Scenario principale la 9^ municipalità Pianura Soccavo con Fuorigrotta set secondario.

L’emergenza rifiuti torna a fare capolino nell’area ovest della città. Cumuli della vergogna, ingombranti abbandonati dai pirati dello scarico e sacchetti che bloccano interi rioni sono il segnale di una rinnovata crisi che investe uno dei territori che maggiormente ha pagato lo scomodo dazio negli ultimi 20 anni.

Un problema endemico che da Natale a Ferragosto interessa il quartiere ma che poi stranamente sotto elezioni torna con prepotenza. Il ricatto del sacchetto purtroppo fa ancora vittime, quei cittadini perbene che ancora cercano di rispettare le regole, la differenziata e il vivere civile.

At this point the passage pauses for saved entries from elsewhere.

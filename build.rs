use std::error::Error;
use vergen::EmitBuilder;

fn main() -> Result<(), Box<dyn Error>> {
    EmitBuilder::builder().git_describe(true, true, None).emit()?;
    Ok(())
}
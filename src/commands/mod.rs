pub mod clean;

pub use clean::clean;
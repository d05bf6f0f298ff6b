use std::{num::ParseIntError, path::PathBuf};
use thiserror::Error;

pub type VcfCleanResult<T> = std::result::Result<T, VcfCleanError>;

#[derive(Debug, Error)]
pub enum VcfCleanError {
    #[error("{0}")]
    Message(String),
    #[error(transparent)]
    Io(#[from] std::io::Error),
    #[error(transparent)]
    Htslib(#[from] rust_htslib::errors::Error),
    #[error(transparent)]
    ParseInt(#[from] ParseIntError),
    #[error("Reference must contain exactly one sequence, found {found}")]
    MultipleOrMissingSequence { found: usize },
    #[error("Malformed FASTA record {record}: {message}")]
    MalformedFasta { record: usize, message: String },
    #[error("VCF line {line}: expected at least {expected} whitespace-separated fields, found {found}")]
    TooFewFields {
        line: u64,
        expected: usize,
        found: usize,
    },
    #[error(
        "VCF line {line}: CHROM '{found}' does not match reference sequence '{expected}'"
    )]
    ContigMismatch {
        line: u64,
        expected: String,
        found: String,
    },
    #[error("VCF line {line}: invalid POS '{value}', expected a 1-based integer")]
    InvalidPosition { line: u64, value: String },
    #[error("Cannot reverse complement allele '{allele}': unrecognized nucleotide '{base}'")]
    UnrecognizedBase { allele: String, base: char },
    #[error("Error reading VCF line {line}: {source}")]
    LineRead {
        line: u64,
        #[source]
        source: std::io::Error,
    },
    #[error("Invalid gzip header: {}", path.display())]
    InvalidGzipHeader { path: PathBuf },
}

impl VcfCleanError {
    pub fn message(message: impl Into<String>) -> Self {
        Self::Message(message.into())
    }
}

#[macro_export]
macro_rules! vcfclean_error {
    ($($arg:tt)*) => {
        $crate::error::VcfCleanError::message(format!($($arg)*))
    };
}
use clap::Parser;
use std::time;
use vcfclean::{
    cli::{init_verbose, Cli, Command, FULL_VERSION},
    commands::clean,
    utils::util::{handle_error_and_exit, Result},
};

fn runner() -> Result<()> {
    let cli = Cli::parse();
    init_verbose(&cli);
    log::trace!("CLI options set: {:?}", cli);

    log::info!(
        "Running {}-{} [{}]",
        env!("CARGO_PKG_NAME"),
        &**FULL_VERSION,
        cli.command.name()
    );

    let start_timer = time::Instant::now();
    match cli.command {
        Command::Clean(args) => {
            log::trace!("Clean arguments: {:#?}", args);
            clean(args)?;
        }
    }
    log::info!("Total execution time: {:.2?}", start_timer.elapsed());

    log::info!("{} end", env!("CARGO_PKG_NAME"));
    Ok(())
}

fn main() {
    if let Err(e) = runner() {
        handle_error_and_exit(e);
    }
}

Per fortuna in questo scenario da terzo mondo si può scorgere ancora qualche scena positiva, quella che ritrae un immigrato che in maniera totalmente gratuita con scopa e paletta spazza intere strade e raccoglie bottiglie di vetro che poi differenzia quello che putroppo non fanno da mesi gli spazzini Asia.

Secondo alcune persone è molto strano che i bidoni sono vuotie i sacchetti restano sui marciapiedi. In molti credono al complotto politico altri puntano il dito contro l’inciviltà di una parte della popolazione.